Both deputies received numerous awards for their actions that day, including Medals of Valor.
Meanwhile, euphoria broke out in Lancaster as word of the rescue was radioed to the central command post. The girls were reunited with their parents at Kern County Medical Center in Bakersfield.
"Things could have turned out so differently," Dyer said. "I truly believe that it just wasn't those kids' time to go. And I thank God for everything. I want to say thank you to so many people who prayed for us and helped us. There's a lot of good people here in the Valley."
It has been a year since the traumatic events of that day. Brooks and Marris remain in the community, healing from the horrific ordeal they lived to tell about. Neither girl could be reached for comment, but Dyer said her daughter continues to take things one day at a time.
"She's strong. Even when she was small she had confidence in herself," Dyer said. "We'll have months that are good and then a week that's not good at all."

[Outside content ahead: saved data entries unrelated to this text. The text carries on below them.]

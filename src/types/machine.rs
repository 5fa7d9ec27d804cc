//! Machine-level aggregation types

use chrono::NaiveDate;
use serde::{Deserialize, Serialize};

use super::ReportStatus;

/// Snapshot of one component's latest classified sample.
#[derive(Debug, Clone, Serialize, Deserialize)]
pub struct ComponentSnapshot {
    pub component: String,
    pub status: ReportStatus,
    pub severity_score: u32,
    pub sample_date: NaiveDate,
    pub sample_number: String,
}

/// Health status of one machine, derived from the latest sample of each of
/// its components. Recomputed fully on every run — never mutated in place.
#[derive(Debug, Clone, Serialize, Deserialize)]
pub struct MachineStatus {
    pub unit_id: String,
    pub client: String,
    /// Most recent sample date across all components
    pub latest_sample_date: NaiveDate,
    pub overall_status: ReportStatus,
    /// Sum of component status points (Normal=0, Alerta=2, Anormal=5)
    pub machine_score: u32,
    pub total_components: usize,
    pub components_normal: usize,
    pub components_alerta: usize,
    pub components_anormal: usize,
    /// Fixed rank per status tier (Normal=1, Alerta=5, Anormal=10).
    /// Not a function of `machine_score`.
    pub priority: u8,
    pub components: Vec<ComponentSnapshot>,
}

/// Per (client, unit, component) rollup across the whole run.
#[derive(Debug, Clone, Serialize, Deserialize)]
pub struct ComponentSummary {
    pub client: String,
    pub unit_id: String,
    pub component: String,
    pub total_samples: usize,
    pub first_sample_date: NaiveDate,
    pub latest_sample_date: NaiveDate,
    pub max_severity_score: u32,
    pub avg_severity_score: f64,
    pub max_essays_broken: usize,
}
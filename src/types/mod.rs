//! Shared data structures for the lubricant-analysis pipeline
//!
//! - `Sample`: one harmonized oil-analysis record (pipeline input)
//! - `BreachRecord`, `ClassifiedSample`: essay/report classification output
//! - `MachineStatus`: per-unit aggregation of component statuses

mod machine;
mod report;
mod sample;

pub use machine::*;
pub use report::*;
pub use sample::*;
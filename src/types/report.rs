//! Essay-breach and report-level classification types

use chrono::{DateTime, Utc};
use serde::{Deserialize, Serialize};

use super::Sample;

/// Threshold tier an essay value has reached.
///
/// Tier names follow the lab convention used across the fleet reports
/// (Spanish): Marginal < Condenatorio < Critico.
#[derive(Debug, Clone, Copy, PartialEq, Eq, PartialOrd, Ord, Serialize, Deserialize)]
pub enum BreachTier {
    Marginal,
    Condenatorio,
    Critico,
}

impl std::fmt::Display for BreachTier {
    fn fmt(&self, f: &mut std::fmt::Formatter<'_>) -> std::fmt::Result {
        match self {
            BreachTier::Marginal => write!(f, "Marginal"),
            BreachTier::Condenatorio => write!(f, "Condenatorio"),
            BreachTier::Critico => write!(f, "Critico"),
        }
    }
}

/// One essay at or above its `normal` bound.
///
/// Essays below `normal` are never reported — there is no "Normal tier"
/// breach record.
#[derive(Debug, Clone, Serialize, Deserialize)]
pub struct BreachRecord {
    /// Essay name (e.g. "hierro", "viscosidad_100")
    pub essay: String,
    /// Measured value
    pub value: f64,
    /// Tier reached
    pub tier: BreachTier,
    /// The threshold bound that was met or exceeded
    pub limit: f64,
    /// Severity points contributed by this breach
    pub points: u32,
}

/// Report-level status of a single sample.
///
/// Ordering is severity ordering: Normal < Alerta < Anormal.
#[derive(Debug, Clone, Copy, PartialEq, Eq, PartialOrd, Ord, Serialize, Deserialize)]
pub enum ReportStatus {
    Normal,
    Alerta,
    Anormal,
}

impl std::fmt::Display for ReportStatus {
    fn fmt(&self, f: &mut std::fmt::Formatter<'_>) -> std::fmt::Result {
        match self {
            ReportStatus::Normal => write!(f, "Normal"),
            ReportStatus::Alerta => write!(f, "Alerta"),
            ReportStatus::Anormal => write!(f, "Anormal"),
        }
    }
}

impl Default for ReportStatus {
    fn default() -> Self {
        ReportStatus::Normal
    }
}

/// A sample plus everything the classification engine derived from it.
///
/// `severity_score` and `status` are pure functions of `breaches` — there is
/// no hidden state. Recommendation fields stay `None` until the dispatcher
/// fills them (and remain `None` for Normal reports).
#[derive(Debug, Clone, Serialize, Deserialize)]
pub struct ClassifiedSample {
    /// The input record, unchanged
    pub sample: Sample,
    /// Essays at or above their `normal` bound
    pub breaches: Vec<BreachRecord>,
    /// Number of breached essays
    pub breach_count: usize,
    /// Sum of breach points
    pub severity_score: u32,
    /// Report-level status
    pub status: ReportStatus,
    /// Generated maintenance recommendation, when the sample was dispatched
    #[serde(default)]
    pub recommendation: Option<String>,
    /// When the recommendation was generated
    #[serde(default)]
    pub recommendation_at: Option<DateTime<Utc>>,
    /// Error captured if the recommendation task failed for this sample
    #[serde(default)]
    pub recommendation_error: Option<String>,
}

impl ClassifiedSample {
    /// Whether this sample qualifies for recommendation dispatch.
    pub fn needs_recommendation(&self) -> bool {
        self.status != ReportStatus::Normal && !self.breaches.is_empty()
    }
}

Marris graduated from Highland High School this June. She plans to attend cosmetology school and take computer graphics and photography classes. Her long-term goal is to open her own photography portrait studio. She will attend a commemoration ceremony today to mark the first anniversary of the Amber Alert. After that, she will go on an outing with friends somewhere outside the Antelope Valley.
Very little information was available about Brooks, but she attended Antelope Valley High School this year as a junior. She and Marris have had little contact in recent months. Calls to what is believed to be Brooks' home went unanswered.
Pricer has remained in contact with Marris and her family. When he looks back on events of a year ago, he marvels at how so many pieces of a puzzle came together to save the lives of the two girls.
"I think a lot of people were guided to save these girls," Pricer said. "I know, without a doubt, that prayer works."